This level of transparency was unprecedented in Australian healthcare and was embraced widely.

“We have 100 per cent of all joint replacement reported in Australia,” says Professor Smith with pride. “So there’s 100 per cent of surgeons who undertake joint replacement, and also 100 per cent of the hospitals with replacement occurring in them all engaged in the process.”

There is no legal obligation to participate in the registry – it is powered by the goodwill and passion of surgeons to offer their patients the best possible results of what are very big operations. Australians should be grateful for such an aid to transparency.

While the outcomes for patients of every single hip or knee implant can be individually tracked, the opposite was true for gynaecological mesh implants. This lack of transparency was uncovered during a Senate inquiry and related class action against the manufacturers of pelvic mesh.

The final report of the Senate inquiry found that, in contrast to the joint replacement registry, there was “no clear indication of how many women have had transvaginal mesh implants in Australia or how many women have experienced complications as there is no single source of information”.
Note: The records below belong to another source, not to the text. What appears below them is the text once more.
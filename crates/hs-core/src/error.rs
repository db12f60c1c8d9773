use thiserror::Error;

pub type HsResult<T> = Result<T, HsError>;

#[derive(Error, Debug, Clone, PartialEq)]
pub enum HsError {
    #[error("Non-finite numeric value for {what}: {value}")]
    NonFinite { what: &'static str, value: f64 },

    #[error("Negative value for {what}: {value}")]
    Negative { what: &'static str, value: f64 },
}
//! Thermal cycling strain.

/// Linear thermal expansion coefficient applied to every formation (1/°C).
pub const THERMAL_EXPANSION_COEFF: f64 = 3.5e-5;

/// Strain factor `α·ΔT·cycles`.
///
/// Zero whenever `delta_t_c` or `cycles` is zero; the model then reports the
/// base response unchanged.
#[inline]
pub fn thermal_strain(delta_t_c: f64, cycles: u32) -> f64 {
    THERMAL_EXPANSION_COEFF * delta_t_c * f64::from(cycles)
}

/// Apply the strain to a base quantity as `q + q·strain`.
#[inline]
pub(crate) fn apply_strain(base: f64, strain: f64) -> f64 {
    base + base * strain
}
//! Error types for the hs-app service layer.

use std::path::PathBuf;

/// Application error type that wraps errors from the backend crates
/// and provides a unified error interface for front ends.
#[derive(Debug, thiserror::Error)]
pub enum AppError {
    #[error("Study error: {0}")]
    Study(String),

    #[error("Failed to read study file: {path}")]
    StudyFileRead {
        path: PathBuf,
        source: std::io::Error,
    },

    #[error("Failed to write file: {path}")]
    FileWrite {
        path: PathBuf,
        source: std::io::Error,
    },

    #[error("Study validation failed: {0}")]
    Validation(String),

    #[error("Case not found: {0}")]
    CaseNotFound(String),

    #[error("Model error: {0}")]
    Model(String),

    #[error("Invalid input: {0}")]
    InvalidInput(String),
}

/// Result type for hs-app operations.
pub type AppResult<T> = Result<T, AppError>;

// Conversions from backend error types
impl From<hs_project::ProjectError> for AppError {
    fn from(err: hs_project::ProjectError) -> Self {
        match err {
            hs_project::ProjectError::Validation(v) => AppError::Validation(v.to_string()),
            other => AppError::Study(other.to_string()),
        }
    }
}

impl From<hs_project::ValidationError> for AppError {
    fn from(err: hs_project::ValidationError) -> Self {
        AppError::Validation(err.to_string())
    }
}

impl From<hs_model::ModelError> for AppError {
    fn from(err: hs_model::ModelError) -> Self {
        AppError::Model(err.to_string())
    }
}
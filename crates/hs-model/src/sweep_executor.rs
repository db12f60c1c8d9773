//! Sweep execution: evaluate the prediction model across a pressure range.
//!
//! Connects [`SweepDefinition`] with [`predict`] to produce response curves
//! (stress vs pressure, displacement vs pressure) suitable for plotting.

use crate::formation::FormationType;
use crate::predict::{PredictionResult, predict};
use crate::risk::RiskTier;
use crate::scenario::{InjectionScenario, ThermalCycling};
use crate::sweeps::SweepDefinition;

/// One evaluated point on a response curve.
#[derive(Debug, Clone, Copy, PartialEq)]
pub struct SweepPoint {
    pub pressure_mpa: f64,
    pub stress_mpa: f64,
    /// Displacement in millimetres (plot units)
    pub displacement_mm: f64,
    pub risk: RiskTier,
}

impl SweepPoint {
    fn from_prediction(pressure_mpa: f64, r: &PredictionResult) -> Self {
        Self {
            pressure_mpa,
            stress_mpa: r.stress_mpa,
            displacement_mm: r.displacement_mm(),
            risk: r.risk,
        }
    }
}

/// Result of a pressure sweep, in ascending pressure order.
#[derive(Debug, Clone, PartialEq)]
pub struct ResponseCurve {
    pub formation: FormationType,
    pub thermal: ThermalCycling,
    pub points: Vec<SweepPoint>,
}

impl ResponseCurve {
    pub fn len(&self) -> usize {
        self.points.len()
    }

    pub fn is_empty(&self) -> bool {
        self.points.is_empty()
    }

    pub fn iter(&self) -> std::slice::Iter<'_, SweepPoint> {
        self.points.iter()
    }

    pub fn pressures(&self) -> Vec<f64> {
        self.points.iter().map(|p| p.pressure_mpa).collect()
    }

    pub fn stresses(&self) -> Vec<f64> {
        self.points.iter().map(|p| p.stress_mpa).collect()
    }

    pub fn displacements_mm(&self) -> Vec<f64> {
        self.points.iter().map(|p| p.displacement_mm).collect()
    }

    /// Curve values at the caller's selected pressure (the plot marker).
    ///
    /// Evaluated directly rather than interpolated, so it matches the
    /// single-point prediction exactly even between samples.
    pub fn marker_at(&self, pressure_mpa: f64) -> SweepPoint {
        let scenario =
            InjectionScenario::new(pressure_mpa, self.formation).with_thermal(self.thermal);
        SweepPoint::from_prediction(pressure_mpa, &predict(&scenario))
    }

    /// Lowest swept point whose tier is at least `tier`.
    pub fn first_crossing(&self, tier: RiskTier) -> Option<&SweepPoint> {
        self.points.iter().find(|p| p.risk >= tier)
    }
}

impl<'a> IntoIterator for &'a ResponseCurve {
    type Item = &'a SweepPoint;
    type IntoIter = std::slice::Iter<'a, SweepPoint>;

    fn into_iter(self) -> Self::IntoIter {
        self.points.iter()
    }
}

/// Execute a sweep described by `sweep_def`, holding formation and thermal
/// settings fixed.
pub fn execute_sweep(
    sweep_def: &SweepDefinition,
    formation: FormationType,
    thermal: ThermalCycling,
) -> ResponseCurve {
    let base = InjectionScenario::new(sweep_def.low_mpa, formation).with_thermal(thermal);

    let points = sweep_def
        .generate_points()
        .into_iter()
        .map(|p| SweepPoint::from_prediction(p, &predict(&base.at_pressure(p))))
        .collect();

    ResponseCurve {
        formation,
        thermal,
        points,
    }
}

/// Sweep `samples` evenly spaced pressures over `[low_mpa, high_mpa]`.
///
/// Bounds are not checked; use [`SweepDefinition::new`] for that.
pub fn sweep(
    formation: FormationType,
    thermal: ThermalCycling,
    low_mpa: f64,
    high_mpa: f64,
    samples: usize,
) -> ResponseCurve {
    let def = SweepDefinition {
        low_mpa,
        high_mpa,
        samples,
    };
    execute_sweep(&def, formation, thermal)
}
//! Study file schema definitions.

use hs_model::{
    FormationType, InjectionScenario, ModelResult, SweepDefinition, ThermalCycling,
    ValidationPolicy,
};
use serde::{Deserialize, Serialize};

#[derive(Debug, Clone, Serialize, Deserialize, PartialEq)]
pub struct Study {
    pub version: u32,
    pub name: String,
    #[serde(default, skip_serializing_if = "Option::is_none")]
    pub description: Option<String>,
    #[serde(default, skip_serializing_if = "Option::is_none")]
    pub sweep: Option<SweepDef>,
    #[serde(default)]
    pub validation: ValidationModeDef,
    #[serde(default)]
    pub cases: Vec<CaseDef>,
}

impl Study {
    pub fn sweep_definition(&self) -> SweepDefinition {
        self.sweep.map(SweepDef::to_definition).unwrap_or_default()
    }

    pub fn validation_policy(&self) -> ValidationPolicy {
        self.validation.into()
    }
}

#[derive(Debug, Clone, Serialize, Deserialize, PartialEq)]
pub struct CaseDef {
    pub id: String,
    pub name: String,
    /// Formation key, e.g. `depleted_gas_field` or `salt_cavern`
    pub formation: String,
    pub pressure_mpa: f64,
    #[serde(default, skip_serializing_if = "Option::is_none")]
    pub thermal: Option<ThermalDef>,
}

impl CaseDef {
    pub fn formation_type(&self) -> ModelResult<FormationType> {
        self.formation.parse()
    }

    pub fn to_scenario(&self) -> ModelResult<InjectionScenario> {
        let formation = self.formation_type()?;
        let thermal = ThermalCycling::from_toggle(self.thermal.map(ThermalDef::to_cycling));
        Ok(InjectionScenario::new(self.pressure_mpa, formation).with_thermal(thermal))
    }
}

#[derive(Debug, Clone, Copy, Serialize, Deserialize, PartialEq)]
pub struct ThermalDef {
    pub delta_t_c: f64,
    #[serde(default = "default_cycles")]
    pub cycles: u32,
}

fn default_cycles() -> u32 {
    1
}

impl ThermalDef {
    pub fn to_cycling(self) -> ThermalCycling {
        ThermalCycling::new(self.delta_t_c, self.cycles)
    }
}

#[derive(Debug, Clone, Copy, Serialize, Deserialize, PartialEq)]
pub struct SweepDef {
    pub low_mpa: f64,
    pub high_mpa: f64,
    pub samples: usize,
}

impl Default for SweepDef {
    fn default() -> Self {
        let def = SweepDefinition::default();
        Self {
            low_mpa: def.low_mpa,
            high_mpa: def.high_mpa,
            samples: def.samples,
        }
    }
}

impl SweepDef {
    pub fn to_definition(self) -> SweepDefinition {
        SweepDefinition {
            low_mpa: self.low_mpa,
            high_mpa: self.high_mpa,
            samples: self.samples,
        }
    }
}

#[derive(Debug, Clone, Copy, Serialize, Deserialize, PartialEq, Eq, Default)]
#[serde(rename_all = "snake_case")]
pub enum ValidationModeDef {
    #[default]
    Permissive,
    Strict,
}

impl From<ValidationModeDef> for ValidationPolicy {
    fn from(mode: ValidationModeDef) -> Self {
        match mode {
            ValidationModeDef::Permissive => ValidationPolicy::Permissive,
            ValidationModeDef::Strict => ValidationPolicy::Strict,
        }
    }
}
This made the task of helping women who had experienced adverse outcomes – some lifelong – of mesh implants very challenging. It led the inquiry to recommend the “establishment of a registry for all high-risk implantable devices”.

What is notable about the Joint Replacement Registry is that it is entirely an initiative of surgeons and was not imposed by the government. Experience in the British National Health Service, much of it in the aftermath of the Bristol cardiac surgery disaster, suggests that government attempts to enforce transparency measures can be ham-fisted.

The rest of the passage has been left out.